◆ Stored records:
-*-

//! Browser process lifecycle
//!
//! [`BrowserHandle`] owns the browser, its CDP handler task and the temporary
//! profile directory. Context factories borrow the browser through an `Arc`;
//! once they are dropped, `shutdown` can close the process cleanly.

use anyhow::Result;
use chromiumoxide::Browser;
use std::path::PathBuf;
use std::sync::Arc;
use tokio::task::JoinHandle;
use tracing::{debug, info, warn};

/// Result of cleanup operations
#[derive(Debug, Clone, PartialEq, Eq)]
pub enum CleanupResult {
    /// All cleanup operations succeeded
    Success,
    /// Some cleanup operations failed, with error details
    PartialFailure(Vec<String>),
}

pub struct BrowserHandle {
    browser: Option<Arc<Browser>>,
    handler: JoinHandle<()>,
    user_data_dir: Option<PathBuf>,
}

impl BrowserHandle {
    pub(crate) fn new(browser: Browser, handler: JoinHandle<()>, user_data_dir: PathBuf) -> Self {
        Self {
            browser: Some(Arc::new(browser)),
            handler,
            user_data_dir: Some(user_data_dir),
        }
    }

    /// Shared browser for context factories.
    pub fn browser(&self) -> Result<Arc<Browser>> {
        self.browser
            .clone()
            .ok_or_else(|| anyhow::anyhow!("Browser has already been shut down"))
    }

    /// Close the browser, wait for the process to exit, stop the handler and
    /// remove the profile directory.
    ///
    /// Every step is attempted even when an earlier one fails.
    pub async fn shutdown(mut self) -> CleanupResult {
        let mut errors = Vec::new();

        match self.browser.take().map(Arc::try_unwrap) {
            Some(Ok(mut browser)) => {
                debug!("Closing browser");
                if let Err(e) = browser.close().await {
                    warn!("Failed to close browser: {e}");
                    errors.push(format!("Browser close failed: {e}"));
                }
                if let Err(e) = browser.wait().await {
                    warn!("Failed to wait for browser exit: {e}");
                    errors.push(format!("Browser wait failed: {e}"));
                }
            }
            Some(Err(_)) => {
                warn!("Browser still shared at shutdown; relying on process kill on drop");
                errors.push("Browser still referenced by a context factory".to_string());
            }
            None => {}
        }

        self.handler.abort();

        if let Some(dir) = self.user_data_dir.take() {
            if let Err(e) = std::fs::remove_dir_all(&dir) {
                warn!("Failed to clean up Chrome data directory {}: {e}", dir.display());
                errors.push(format!("Directory cleanup failed: {e}"));
            } else {
                debug!("Chrome data directory cleaned up: {}", dir.display());
            }
        }

        if errors.is_empty() {
            info!("Browser shut down cleanly");
            CleanupResult::Success
        } else {
            CleanupResult::PartialFailure(errors)
        }
    }
}

impl Drop for BrowserHandle {
    fn drop(&mut self) {
        self.handler.abort();
        if let Some(dir) = self.user_data_dir.take() {
            warn!("BrowserHandle dropped without shutdown - removing temp dir in Drop");
            if let Err(e) = std::fs::remove_dir_all(&dir) {
                warn!(
                    "Failed to clean up temp directory {}: {e}. Manual cleanup may be required.",
                    dir.display()
                );
            }
        }
    }
}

-*-

◆ Problem to solve: State how many lines of the entries include the string "impl", with nothing besides the number.

◆ Solution below: 2